Donald Trump évoque avec humour son écart d’âge avec Melania lors d’un discours officiel

Lors d’une visite d’État de Charles III et Camilla aux États-Unis, Donald Trump a surpris son auditoire par une blague sur son mariage avec Melania. Ce discours, prononcé le 28 avril dernier devant les souverains britanniques, a mis en lumière l’écart d’âge de près de 24 ans qui sépare le couple.

EN BREF

  • Donald Trump a fait une plaisanterie sur son mariage avec Melania devant Charles III.
  • Il a souligné leur écart d’âge lors d’un discours à la Maison-Blanche.
  • Cette remarque a suscité de vives réactions sur les réseaux sociaux.

Ce discours a débuté sur une note personnelle, avec Donald Trump évoquant sa mère, Mary Anne MacLeod Trump, qui a émigré d’Écosse aux États-Unis à l’âge de 19 ans. Ému, il a partagé des souvenirs de son enfance et la longévité de son mariage parental. « Ils ont été mariés pendant 63 ans », a-t-il déclaré, avant d’ajouter avec humour : « Excuse-moi chérie, mais je ne pense pas que nous pourrons battre ce record. Ça ne fonctionnera tout simplement pas comme ça. » Cette phrase, prononcée alors que Melania était assise juste derrière lui, a rapidement attiré l’attention.

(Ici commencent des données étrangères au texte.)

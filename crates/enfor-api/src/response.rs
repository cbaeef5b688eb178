//! Success envelope

use axum::{
    http::StatusCode,
    response::{IntoResponse, Response},
    Json,
};
use serde::Serialize;

/// `{ "message": ..., "data": ... }`; `data` is omitted when there is none.
#[derive(Debug, Serialize)]
pub struct ApiResponse<T> {
    pub message: String,
    #[serde(skip_serializing_if = "Option::is_none")]
    pub data: Option<T>,
    #[serde(skip)]
    status: StatusCode,
}

impl<T> ApiResponse<T> {
    pub fn ok(message: impl Into<String>, data: T) -> Self {
        Self {
            message: message.into(),
            data: Some(data),
            status: StatusCode::OK,
        }
    }

    pub fn created(message: impl Into<String>, data: T) -> Self {
        Self {
            status: StatusCode::CREATED,
            ..Self::ok(message, data)
        }
    }
}

impl ApiResponse<()> {
    pub fn message(message: impl Into<String>) -> Self {
        Self {
            message: message.into(),
            data: None,
            status: StatusCode::OK,
        }
    }
}

impl<T: Serialize> IntoResponse for ApiResponse<T> {
    fn into_response(self) -> Response {
        (self.status, Json(self)).into_response()
    }
}

#[cfg(test)]
mod tests {
    use super::*;

    async fn body_of<T: Serialize>(response: ApiResponse<T>) -> (StatusCode, serde_json::Value) {
        let response = response.into_response();
        let status = response.status();
        let body = axum::body::to_bytes(response.into_body(), usize::MAX)
            .await
            .unwrap();
        (status, serde_json::from_slice(&body).unwrap())
    }

    #[tokio::test]
    async fn test_created_envelope() {
        let (status, json) = body_of(ApiResponse::created("Client created successfully", 7)).await;
        assert_eq!(status, StatusCode::CREATED);
        assert_eq!(json["message"], "Client created successfully");
        assert_eq!(json["data"], 7);
    }

    #[tokio::test]
    async fn test_message_only_envelope() {
        let (status, json) = body_of(ApiResponse::message("Logout successful")).await;
        assert_eq!(status, StatusCode::OK);
        assert!(json.get("data").is_none());
        assert!(json.get("status").is_none());
    }
}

Melania Trump, née le 26 avril 1970, est en effet de 24 ans plus jeune que son époux, Donald Trump, né le 14 juin 1946. Cette blague a été perçue comme une forme d’autodérision de la part du président américain. Toutefois, elle a également soulevé des interrogations quant à son opportunité, surtout dans le contexte d’un événement diplomatique, alors que des tensions internationales, notamment la guerre au Moyen-Orient, sont dans tous les esprits.

Les réactions sur les réseaux sociaux ont été contrastées : certains internautes ont salué son sens de l’humour, tandis que d’autres ont critiqué le choix de faire une telle remarque en pleine réunion officielle.

Cette intervention n’est pas la première dans laquelle Donald Trump a été perçu comme enfreignant le protocole. La veille, il avait déjà suscité des polémiques en touchant le roi Charles III lors de leur rencontre, un geste jugé inapproprié selon les normes de la royauté britannique. Bien que ce type de contact physique soit généralement évité, d’autres chefs d’État, comme Emmanuel Macron, ont parfois fait preuve de familiarité avec les membres de la royauté.

Après leur passage à Washington, Charles III et la reine Camilla se sont dirigés vers New York pour poursuivre leur tournée, qui inclut des visites significatives telles qu’un mémorial dédié au 11 septembre. Le roi a prévu de s’engager dans des activités liées à l’écologie, tandis que la reine a un programme centré sur la littérature.

Ces visites illustrent une volonté de renforcer les liens entre le Royaume-Uni et les États-Unis, tout en abordant des sujets d’actualité qui touchent à des valeurs communes, telles que la solidarité et l’engagement social.

Le séjour s’achèvera en Virginie, où plusieurs engagements sur la biodiversité et le vivre-ensemble sont également au programme. Les réflexions autour de ces thèmes s’inscrivent dans un contexte mondial où les relations interpersonnelles et internationales sont plus que jamais soumises à des défis.